The co-op campaign is best played with a friend with whom you can communicate in some fashion. The game offers in-game gestures that allow you to point to specific places or synchronize your timing, but it doesn't work very well without voices. If you don't have a microphone, it would be very easy to get frustrated by what is otherwise a simple puzzle. If you do have a microphone, Portal 2 represents some colossally fun co-op action. The puzzles are clever and encourage both players to work together. It's also a game very much in the vein of Super Mario Bros. Wii, where you'll occasionally blow up each other by accident (or on purpose) in various hilarious ways. The addition of further plot and lines from GlaDOS helps it feel like the co-op campaign isn't an afterthought.

The co-op portion feels like a second half of the game and improves the value of the short and sweet single-player campaign. PlayStation 3 owners also get a rather nice benefit from buying a new copy of Portal 2: the ability to play Portal 2 on the PC or Mac in addition to the PS3. You get a free downloadable version of the game and the ability to play co-op with PlayStation 3 players and your friends who own Portal 2 for the computer through Steam. This cross-platform play worked wonderfully, and being able to play the game along with my pals on the PC really made the co-op feel special.


Portal 2 doesn't look much different from the original game. The visuals are good, but what really stands out is the art design. The original Aperture Science building was solid, clean and white, which made it more shocking when you went behind the scenes to see the dirty depths. Portal 2 takes it further by taking you to a wide variety of locations. Early on, GlaDOS is rebuilding the facility around you. As you complete her tests, you'll see machines actively re-creating the rooms as you go through them. Later on, you visit destroyed ruins of older labs or new and deadlier places, and each spot has a distinctive and memorable design.

The real star of the show, however, is the voice acting. It's difficult to explain how good it is without spoiling some fun surprises, but every voice actor in the game does a wonderful job of portraying his or her character, and they all breathe life and personality into faceless characters. GlaDOS is as sweetly menacing as ever, and Stephen Merchant's Wheatley manages to take a potentially annoying character and make him endearing and likeable. The sound effects combine with the various portal tricks to give rooms a distinctive sound that lets you know what to expect before you even see it.

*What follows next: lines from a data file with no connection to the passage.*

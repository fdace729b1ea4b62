//! Loading and saving `~/.tilepack/config.ini`.

use std::path::{Path, PathBuf};
use std::str::FromStr;

use ini::Ini;
use thiserror::Error;

use super::settings::ConfigFile;

/// Configuration file errors.
#[derive(Debug, Error)]
pub enum ConfigFileError {
    /// Failed to read config file
    #[error("Failed to read config file: {0}")]
    ReadError(#[from] ini::Error),

    /// Failed to write config file
    #[error("Failed to write config file: {0}")]
    WriteError(String),

    /// Invalid configuration value
    #[error("Invalid configuration: {section}.{key} = '{value}' - {reason}")]
    InvalidValue {
        section: String,
        key: String,
        value: String,
        reason: String,
    },

    /// Failed to create config directory
    #[error("Failed to create config directory: {0}")]
    DirectoryError(std::io::Error),
}

impl ConfigFile {
    /// Load configuration from `~/.tilepack/config.ini`.
    pub fn load() -> Result<Self, ConfigFileError> {
        Self::load_from(&config_file_path())
    }

    /// Load configuration from a specific path. A missing file is defaults.
    pub fn load_from(path: &Path) -> Result<Self, ConfigFileError> {
        if !path.exists() {
            return Ok(Self::default());
        }

        let ini = Ini::load_from_file(path)?;
        parse_ini(&ini)
    }

    /// Save configuration to `~/.tilepack/config.ini`.
    pub fn save(&self) -> Result<(), ConfigFileError> {
        self.save_to(&config_file_path())
    }

    /// Save configuration to a specific path.
    pub fn save_to(&self, path: &Path) -> Result<(), ConfigFileError> {
        if let Some(parent) = path.parent() {
            std::fs::create_dir_all(parent).map_err(ConfigFileError::DirectoryError)?;
        }

        std::fs::write(path, to_config_string(self))
            .map_err(|e| ConfigFileError::WriteError(e.to_string()))
    }

    /// Write the default config file if none exists. Returns its path.
    pub fn ensure_exists() -> Result<PathBuf, ConfigFileError> {
        let path = config_file_path();
        if !path.exists() {
            Self::default().save_to(&path)?;
        }
        Ok(path)
    }
}

/// The config directory (`~/.tilepack`).
pub fn config_directory() -> PathBuf {
    dirs::home_dir()
        .unwrap_or_else(|| PathBuf::from("."))
        .join(".tilepack")
}

/// The config file (`~/.tilepack/config.ini`).
pub fn config_file_path() -> PathBuf {
    config_directory().join("config.ini")
}

fn parse_ini(ini: &Ini) -> Result<ConfigFile, ConfigFileError> {
    let mut config = ConfigFile::default();

    if let Some(section) = ini.section(Some("store")) {
        if let Some(v) = section.get("path") {
            let v = v.trim();
            if !v.is_empty() {
                config.store.path = expand_tilde(v);
            }
        }
    }

    if let Some(section) = ini.section(Some("download")) {
        if let Some(v) = section.get("tile_count_limit") {
            config.download.tile_count_limit =
                parse_number("download", "tile_count_limit", v, "expected a tile count, 0 = unlimited")?;
        }
    }

    if let Some(section) = ini.section(Some("engine")) {
        if let Some(v) = section.get("simulate") {
            config.engine.simulate = parse_bool(v);
        }
        if let Some(v) = section.get("tick_interval_ms") {
            config.engine.tick_interval_ms =
                parse_number("engine", "tick_interval_ms", v, "expected milliseconds")?;
        }
        if let Some(v) = section.get("tiles_per_tick") {
            let tiles: u64 = parse_number("engine", "tiles_per_tick", v, "expected a positive integer")?;
            if tiles == 0 {
                return Err(invalid("engine", "tiles_per_tick", v, "must be at least 1"));
            }
            config.engine.tiles_per_tick = tiles;
        }
        if let Some(v) = section.get("event_capacity") {
            let capacity: usize =
                parse_number("engine", "event_capacity", v, "expected a positive integer")?;
            if capacity == 0 {
                return Err(invalid("engine", "event_capacity", v, "must be at least 1"));
            }
            config.engine.event_capacity = capacity;
        }
    }

    if let Some(section) = ini.section(Some("logging")) {
        if let Some(v) = section.get("directory") {
            let v = v.trim();
            if !v.is_empty() {
                config.logging.directory = expand_tilde(v);
            }
        }
        if let Some(v) = section.get("file") {
            let v = v.trim();
            if !v.is_empty() {
                config.logging.file = v.to_string();
            }
        }
    }

    Ok(config)
}

fn to_config_string(config: &ConfigFile) -> String {
    format!(
        r#"[store]
; Pack store file holding every downloaded region
path = {}

[download]
; Maximum tiles a single region may download (0 = unlimited)
tile_count_limit = {}

[engine]
; Advance downloads on a timer (the local engine fetches nothing itself)
simulate = {}
tick_interval_ms = {}
tiles_per_tick = {}
; Engine event buffer; slow listeners drop events beyond this
event_capacity = {}

[logging]
directory = {}
file = {}
"#,
        config.store.path.display(),
        config.download.tile_count_limit,
        config.engine.simulate,
        config.engine.tick_interval_ms,
        config.engine.tiles_per_tick,
        config.engine.event_capacity,
        config.logging.directory.display(),
        config.logging.file,
    )
}

fn invalid(section: &str, key: &str, value: &str, reason: &str) -> ConfigFileError {
    ConfigFileError::InvalidValue {
        section: section.to_string(),
        key: key.to_string(),
        value: value.to_string(),
        reason: reason.to_string(),
    }
}

fn parse_number<T: FromStr>(
    section: &str,
    key: &str,
    value: &str,
    reason: &str,
) -> Result<T, ConfigFileError> {
    value
        .trim()
        .parse()
        .map_err(|_| invalid(section, key, value, reason))
}

fn parse_bool(value: &str) -> bool {
    let v = value.trim().to_lowercase();
    v == "true" || v == "1" || v == "yes" || v == "on"
}

/// Expand `~/` to the home directory.
fn expand_tilde(path: &str) -> PathBuf {
    if let Some(stripped) = path.strip_prefix("~/") {
        if let Some(home) = dirs::home_dir() {
            return home.join(stripped);
        }
    }
    PathBuf::from(path)
}

#[cfg(test)]
mod tests {
    use super::*;
    use tempfile::TempDir;

    #[test]
    fn test_load_nonexistent_returns_defaults() {
        let temp_dir = TempDir::new().unwrap();
        let config = ConfigFile::load_from(&temp_dir.path().join("nonexistent.ini")).unwrap();
        assert_eq!(config, ConfigFile::default());
    }

    #[test]
    fn test_save_and_load() {
        let temp_dir = TempDir::new().unwrap();
        let path = temp_dir.path().join("config.ini");

        let mut config = ConfigFile::default();
        config.store.path = temp_dir.path().join("packs.json");
        config.download.tile_count_limit = 6000;
        config.engine.simulate = false;
        config.engine.tiles_per_tick = 7;
        config.logging.file = "custom.log".to_string();
        config.save_to(&path).unwrap();

        assert_eq!(ConfigFile::load_from(&path).unwrap(), config);
    }

    #[test]
    fn test_partial_file_keeps_defaults() {
        let temp_dir = TempDir::new().unwrap();
        let path = temp_dir.path().join("config.ini");
        std::fs::write(&path, "[download]\ntile_count_limit = 100\n").unwrap();

        let config = ConfigFile::load_from(&path).unwrap();
        assert_eq!(config.download.tile_count_limit, 100);
        assert_eq!(config.engine, ConfigFile::default().engine);
    }

    #[test]
    fn test_invalid_number() {
        let temp_dir = TempDir::new().unwrap();
        let path = temp_dir.path().join("config.ini");
        std::fs::write(&path, "[download]\ntile_count_limit = lots\n").unwrap();

        match ConfigFile::load_from(&path) {
            Err(ConfigFileError::InvalidValue { section, key, .. }) => {
                assert_eq!(section, "download");
                assert_eq!(key, "tile_count_limit");
            }
            other => panic!("expected InvalidValue, got {:?}", other),
        }
    }

    #[test]
    fn test_zero_tiles_per_tick_rejected() {
        let temp_dir = TempDir::new().unwrap();
        let path = temp_dir.path().join("config.ini");
        std::fs::write(&path, "[engine]\ntiles_per_tick = 0\n").unwrap();

        assert!(matches!(
            ConfigFile::load_from(&path),
            Err(ConfigFileError::InvalidValue { .. })
        ));
    }

    #[test]
    fn test_parse_bool() {
        assert!(parse_bool("true"));
        assert!(parse_bool(" Yes "));
        assert!(parse_bool("1"));
        assert!(!parse_bool("false"));
        assert!(!parse_bool("nope"));
    }

    #[test]
    fn test_expand_tilde() {
        assert_eq!(expand_tilde("/abs/path"), PathBuf::from("/abs/path"));
        if let Some(home) = dirs::home_dir() {
            assert_eq!(expand_tilde("~/packs.json"), home.join("packs.json"));
        }
    }

    #[test]
    fn test_config_paths() {
        assert!(config_file_path().ends_with(".tilepack/config.ini"));
    }
}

Portal 2 is more of the same, but only in the best of ways. Valve didn't mess with a winning formula, and the end result is that Portal 2 is a better game than its excellent predecessor. It keeps the same witty humor and high-quality level design but adds a few new tricks to turn the interesting puzzles into exceptional ones. The co-op campaign is a boatload of fun and adds extra value to the package — especially if you're a PS3 owner, who gets the PC/Mac version along with the console copy. Portal 2's only problem is that it's a hair short and lacks replay value. Despite this, it's some of the best gaming I've had in recent memory, and it still manages to be worth the full price. If you remotely enjoyed the original Portal, you'll absolutely love the sequel.